Opinion
CASE NO. 3:15-CV-0031 DPM/BD
12-14-2015
RECOMMENDED DISPOSITION I. Procedures for Filing Objections:
This Recommended Disposition ("Recommendation") has been sent to Judge D.P. Marshall Jr. Any party to this suit may file written objections with the Clerk of Court within fourteen (14) days of filing of the Recommendation. Objections must be specific and must include the factual or legal basis for the objection.

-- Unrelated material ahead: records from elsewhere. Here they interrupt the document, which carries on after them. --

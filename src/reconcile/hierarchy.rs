//! Tree-shaped entities stored as flat rows.
//!
//! A contained entity records its parent's logical key (or `TopLevel`)
//! instead of holding the parent. Trees are flattened breadth-first before
//! reconciliation and rebuilt on read by indexing rows on their container.

use std::collections::{BTreeMap, BTreeSet, VecDeque};
use std::fmt::Debug;
use std::ops::Deref;

use serde::{Deserialize, Serialize};

use crate::reconcile::types::Snapshot;
use crate::store::Version;

/// Where a contained entity lives.
#[derive(Clone, Debug, PartialEq, Eq, PartialOrd, Ord, Hash, Serialize, Deserialize)]
#[serde(rename_all = "snake_case")]
pub enum ContainerRef<P> {
    TopLevel,
    Within(P),
}

impl<P> ContainerRef<P> {
    pub fn parent(&self) -> Option<&P> {
        match self {
            ContainerRef::TopLevel => None,
            ContainerRef::Within(parent) => Some(parent),
        }
    }
}

/// Stored content of a contained entity. The container takes part in change
/// detection, so moving an item between containers evolves it.
#[derive(Clone, Debug, PartialEq, Serialize, Deserialize)]
pub struct Contained<P, C> {
    pub container: ContainerRef<P>,
    pub content: C,
}

impl<P, C> Contained<P, C> {
    pub fn top_level(content: C) -> Self {
        Self {
            container: ContainerRef::TopLevel,
            content,
        }
    }

    pub fn within(parent: P, content: C) -> Self {
        Self {
            container: ContainerRef::Within(parent),
            content,
        }
    }
}

#[derive(Clone, Debug, PartialEq)]
pub struct Tree<N> {
    pub node: N,
    pub children: Children<N>,
}

/// Child list of a [`Tree`]. Dropping it unlinks descendants iteratively.
#[derive(Clone, Debug, PartialEq)]
pub struct Children<N>(Vec<Tree<N>>);

impl<N> Children<N> {
    pub fn into_vec(mut self) -> Vec<Tree<N>> {
        std::mem::take(&mut self.0)
    }
}

impl<N> Deref for Children<N> {
    type Target = [Tree<N>];

    fn deref(&self) -> &[Tree<N>] {
        &self.0
    }
}

impl<N> Drop for Children<N> {
    fn drop(&mut self) {
        let mut pending = std::mem::take(&mut self.0);
        while let Some(mut tree) = pending.pop() {
            pending.append(&mut tree.children.0);
        }
    }
}

impl<N> Tree<N> {
    pub fn leaf(node: N) -> Self {
        Self::with_children(node, Vec::new())
    }

    pub fn with_children(node: N, children: Vec<Tree<N>>) -> Self {
        Self {
            node,
            children: Children(children),
        }
    }

    /// Number of nodes in this tree.
    pub fn size(&self) -> usize {
        let mut count = 0;
        let mut pending = vec![self];
        while let Some(tree) = pending.pop() {
            count += 1;
            pending.extend(tree.children.iter());
        }
        count
    }
}

/// Flattens a forest breadth-first.
///
/// `split` receives the parent's key (`None` for roots), the node's 0-based
/// position among its siblings and the node, and returns the node's key and
/// content. Nodes without a natural identity derive their key from the
/// parent key and position. A node whose key was already taken is dropped
/// together with its subtree, and both are reported as anomalies.
pub fn flatten<N, K, C, F>(roots: Vec<Tree<N>>, mut split: F) -> Snapshot<K, Contained<K, C>>
where
    K: Ord + Clone + Debug,
    F: FnMut(Option<&K>, u32, N) -> (K, C),
{
    let mut snapshot = Snapshot::new();
    let mut queue: VecDeque<(ContainerRef<K>, u32, Tree<N>)> = roots
        .into_iter()
        .enumerate()
        .map(|(seq, tree)| (ContainerRef::TopLevel, seq as u32, tree))
        .collect();

    while let Some((container, seq, tree)) = queue.pop_front() {
        let Tree { node, children } = tree;
        let (key, content) = split(container.parent(), seq, node);
        if snapshot.get(&key).is_none() {
            for (child_seq, child) in children.into_vec().into_iter().enumerate() {
                queue.push_back((ContainerRef::Within(key.clone()), child_seq as u32, child));
            }
        } else if !children.is_empty() {
            snapshot.note(format!(
                "{} children of duplicate {key:?} dropped",
                children.len()
            ));
        }
        snapshot.push(key, Contained { container, content });
    }

    snapshot
}

/// Forest built from flat `(key, parent, item)` records.
#[derive(Debug)]
pub struct Assembled<T> {
    pub roots: Vec<Tree<T>>,
    pub anomalies: Vec<String>,
}

/// Builds trees from flat records whose parent is given by key.
///
/// Records whose parent is absent from the batch are re-rooted and reported;
/// records caught in a parent cycle are rooted at the smallest key of the
/// cycle and reported. Repeated keys keep the first record.
pub fn assemble<K, N>(flat: Vec<(K, Option<K>, N)>) -> Assembled<(K, N)>
where
    K: Ord + Clone + Debug,
{
    let mut anomalies = Vec::new();
    let mut seen = BTreeSet::new();
    let mut items = Vec::with_capacity(flat.len());
    for (key, parent, node) in flat {
        if !seen.insert(key.clone()) {
            anomalies.push(format!("duplicate key {key:?} in snapshot"));
            continue;
        }
        items.push((key.clone(), parent, (key, node)));
    }

    let mut forest = build_forest(items);
    anomalies.append(&mut forest.anomalies);
    forest.anomalies = anomalies;
    forest
}
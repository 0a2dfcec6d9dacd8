use std::fmt;

use serde::{Deserialize, Serialize};

/// Milliseconds since the Unix epoch.
pub type Timestamp = i64;

/// `life_end` of a version that is still live.
pub const OPEN: Timestamp = i64::MAX;

/// Opaque owner of every synchronized row.
#[derive(Clone, Copy, Debug, PartialEq, Eq, PartialOrd, Ord, Hash, Serialize, Deserialize)]
pub struct AccountId(pub u64);

impl fmt::Display for AccountId {
    fn fmt(&self, f: &mut fmt::Formatter<'_>) -> fmt::Result {
        write!(f, "account:{}", self.0)
    }
}

/// Continuation handed back to the remote API ("before this key" or a page number,
/// depending on the endpoint).
#[derive(Clone, Copy, Debug, PartialEq, Eq, Hash, Serialize, Deserialize)]
pub struct Cursor(pub i64);
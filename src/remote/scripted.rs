use std::collections::VecDeque;
use std::sync::atomic::{AtomicUsize, Ordering};
use std::sync::{Arc, Mutex};

use async_trait::async_trait;

use crate::remote::api::{RemoteApi, RemoteError, RemotePage};
use crate::types::{AccountId, Cursor};

#[derive(Clone, Debug)]
enum Step<I> {
    Page(RemotePage<I>),
    Fail(RemoteError),
    /// Never resolves; used to exercise cancellation.
    Hang,
}

/// In-memory [`RemoteApi`] that replays a queue of pages and errors.
///
/// Clones share the queue and the call log, so a test can keep a handle after
/// moving one into a sync task.
pub struct ScriptedClient<I> {
    steps: Arc<Mutex<VecDeque<Step<I>>>>,
    calls: Arc<AtomicUsize>,
    cursors: Arc<Mutex<Vec<Option<Cursor>>>>,
}

impl<I> Clone for ScriptedClient<I> {
    fn clone(&self) -> Self {
        Self {
            steps: Arc::clone(&self.steps),
            calls: Arc::clone(&self.calls),
            cursors: Arc::clone(&self.cursors),
        }
    }
}

impl<I> Default for ScriptedClient<I> {
    fn default() -> Self {
        Self {
            steps: Arc::new(Mutex::new(VecDeque::new())),
            calls: Arc::new(AtomicUsize::new(0)),
            cursors: Arc::new(Mutex::new(Vec::new())),
        }
    }
}

impl<I> ScriptedClient<I> {
    pub fn new() -> Self {
        Self::default()
    }

    fn push(&self, step: Step<I>) {
        if let Ok(mut steps) = self.steps.lock() {
            steps.push_back(step);
        }
    }

    pub fn push_page(&self, page: RemotePage<I>) {
        self.push(Step::Page(page));
    }

    /// Queues a whole snapshot split into pages of `page_size`, chained by
    /// cursor. The last page carries `cache_expiry` as well as the first.
    pub fn push_snapshot(&self, items: Vec<I>, page_size: usize, cache_expiry: Option<i64>) {
        let page_size = page_size.max(1);
        let mut items = VecDeque::from(items);
        let mut index = 0i64;
        loop {
            let chunk: Vec<I> = (0..page_size).filter_map(|_| items.pop_front()).collect();
            index += 1;
            let next = if items.is_empty() { None } else { Some(Cursor(index)) };
            self.push_page(RemotePage {
                items: chunk,
                cache_expiry,
                next,
            });
            if next.is_none() {
                break;
            }
        }
    }

    pub fn push_error(&self, error: RemoteError) {
        self.push(Step::Fail(error));
    }

    pub fn push_hang(&self) {
        self.push(Step::Hang);
    }

    /// Number of `fetch` calls made so far.
    pub fn calls(&self) -> usize {
        self.calls.load(Ordering::SeqCst)
    }

    /// Cursors passed to `fetch`, in call order.
    pub fn cursors(&self) -> Vec<Option<Cursor>> {
        self.cursors.lock().map(|c| c.clone()).unwrap_or_default()
    }

    pub fn remaining(&self) -> usize {
        self.steps.lock().map(|s| s.len()).unwrap_or(0)
    }
}

#[async_trait]
impl<I> RemoteApi<I> for ScriptedClient<I>
where
    I: Clone + Send + Sync + 'static,
{
    async fn fetch(
        &self,
        account: AccountId,
        cursor: Option<Cursor>,
    ) -> Result<RemotePage<I>, RemoteError> {
        self.calls.fetch_add(1, Ordering::SeqCst);
        if let Ok(mut cursors) = self.cursors.lock() {
            cursors.push(cursor);
        }
        let step = self
            .steps
            .lock()
            .map_err(|_| RemoteError::transient("scripted client poisoned"))?
            .pop_front();
        log::trace!("[REMOTE] {account} fetch cursor={cursor:?}");
        match step {
            Some(Step::Page(page)) => Ok(page),
            Some(Step::Fail(error)) => Err(error),
            Some(Step::Hang) => std::future::pending().await,
            None => Err(RemoteError::transient("no scripted response left")),
        }
    }
}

By not objecting, any right to appeal questions of fact may be jeopardized. And, if no objections are filed, Judge Marshall can adopt this Recommendation without independently reviewing the record. II. Background:
Plaintiff Curtis Clifton, formerly a detainee at the Mississippi County Detention Center ("Detention Center"), filed this lawsuit pro se under 42 U.S.C. § 1983, alleging that Defendants acted with deliberate indifference to his medical needs and discriminated against him. (Docket entry #2) The Defendants are all employees of the Detention Center.
Defendants have moved for summary judgment on all claims. (#30) Mr. Clifton has responded; the Defendants have replied; and Mr. Clifton has responded to their reply. (#33, #34, #35) The motion is ripe for decision.
Mr. Clifton's claims against Defendants in their official capacities and against the Mississippi Detention Center were previously dismissed without prejudice. (#19)
For reasons set forth below, the Defendants' motion for summary judgment (#30) should be GRANTED. Mr. Clifton's claims should be DISMISSED, with prejudice. III. Discussion:
A. Standard
Summary judgment means that the court rules in favor of a party without the need for a trial. A party is entitled to summary judgment if the evidence, viewed in the light most favorable to the party on the other side of the lawsuit, shows that there is no genuine dispute as to any fact that is important to the outcome of the case. FED.R.CIV.P. 56; Celotex Corp. v. Catrett, 477 U.S. 317, 322-23, 106 S.Ct. 2548 (1986); Anderson v. Liberty Lobby, Inc., 477 U.S. 242, 246, 106 S.Ct. 2505 (1986).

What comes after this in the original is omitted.